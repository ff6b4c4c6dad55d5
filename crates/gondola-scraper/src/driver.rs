//! DOM automation capability consumed by the extraction engine.
//!
//! The engine only ever talks to these two traits. [`crate::webdriver`]
//! provides a W3C WebDriver implementation; tests use an in-memory mock.

use std::time::Duration;

use async_trait::async_trait;

use crate::error::DriverError;

/// Where a query runs: the whole document or the subtree under one element.
#[derive(Debug)]
pub enum Scope<'a, E> {
    Document,
    Within(&'a E),
}

impl<E> Clone for Scope<'_, E> {
    fn clone(&self) -> Self {
        *self
    }
}

impl<E> Copy for Scope<'_, E> {}

/// Source of isolated pages. Each call to [`Browser::new_page`] must return a
/// page whose navigation state is independent of every other open page.
#[async_trait]
pub trait Browser: Send + Sync {
    type Page: Page + 'static;

    async fn new_page(&self) -> Result<Self::Page, DriverError>;
}

/// One isolated page/context.
///
/// `find_first` waits up to `timeout` for a match and returns `Ok(None)` when
/// nothing matched in time. A zero timeout is a single immediate query.
#[async_trait]
pub trait Page: Send + Sync {
    type Element: Send + Sync + 'static;

    async fn navigate(&self, url: &str, timeout: Duration) -> Result<(), DriverError>;

    async fn find_first(
        &self,
        scope: Scope<'_, Self::Element>,
        pattern: &str,
        timeout: Duration,
    ) -> Result<Option<Self::Element>, DriverError>;

    async fn find_all(
        &self,
        scope: Scope<'_, Self::Element>,
        pattern: &str,
    ) -> Result<Vec<Self::Element>, DriverError>;

    async fn click(&self, element: &Self::Element) -> Result<(), DriverError>;

    async fn fill(&self, element: &Self::Element, text: &str) -> Result<(), DriverError>;

    async fn scroll_into_view(&self, element: &Self::Element) -> Result<(), DriverError>;

    /// Raw `textContent` of the element, untrimmed.
    async fn text_content(&self, element: &Self::Element) -> Result<Option<String>, DriverError>;

    /// Presses Enter in the focused element.
    async fn submit_key(&self) -> Result<(), DriverError>;

    /// Releases the page. Called exactly once per page by the session.
    async fn close(&self) -> Result<(), DriverError>;
}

* [What the task requires]: Nothing in the data above should change. Please copy it all.

* [Solution below]:
repository ff6b4c4c6dad55d5
filename crates/gondola-scraper/src/driver.rs
//! DOM automation capability consumed by the extraction engine.
//!
//! The engine only ever talks to these two traits. [`crate::webdriver`]
//! provides a W3C WebDriver implementation; tests use an in-memory mock.

use std::time::Duration;

use async_trait::async_trait;

use crate::error::DriverError;

/// Where a query runs: the whole document or the subtree under one element.
#[derive(Debug)]
pub enum Scope<'a, E> {
    Document,
    Within(&'a E),
}

impl<E> Clone for Scope<'_, E> {
    fn clone(&self) -> Self {
        *self
    }
}

impl<E> Copy for Scope<'_, E> {}

/// Source of isolated pages. Each call to [`Browser::new_page`] must return a
/// page whose navigation state is independent of every other open page.
#[async_trait]
pub trait Browser: Send + Sync {
    type Page: Page + 'static;

    async fn new_page(&self) -> Result<Self::Page, DriverError>;
}

/// One isolated page/context.
///
/// `find_first` waits up to `timeout` for a match and returns `Ok(None)` when
/// nothing matched in time. A zero timeout is a single immediate query.
#[async_trait]
pub trait Page: Send + Sync {
    type Element: Send + Sync + 'static;

    async fn navigate(&self, url: &str, timeout: Duration) -> Result<(), DriverError>;

    async fn find_first(
        &self,
        scope: Scope<'_, Self::Element>,
        pattern: &str,
        timeout: Duration,
    ) -> Result<Option<Self::Element>, DriverError>;

    async fn find_all(
        &self,
        scope: Scope<'_, Self::Element>,
        pattern: &str,
    ) -> Result<Vec<Self::Element>, DriverError>;

    async fn click(&self, element: &Self::Element) -> Result<(), DriverError>;

    async fn fill(&self, element: &Self::Element, text: &str) -> Result<(), DriverError>;

    async fn scroll_into_view(&self, element: &Self::Element) -> Result<(), DriverError>;

    /// Raw `textContent` of the element, untrimmed.
    async fn text_content(&self, element: &Self::Element) -> Result<Option<String>, DriverError>;

    /// Presses Enter in the focused element.
    async fn submit_key(&self) -> Result<(), DriverError>;

    /// Releases the page. Called exactly once per page by the session.
    async fn close(&self) -> Result<(), DriverError>;
}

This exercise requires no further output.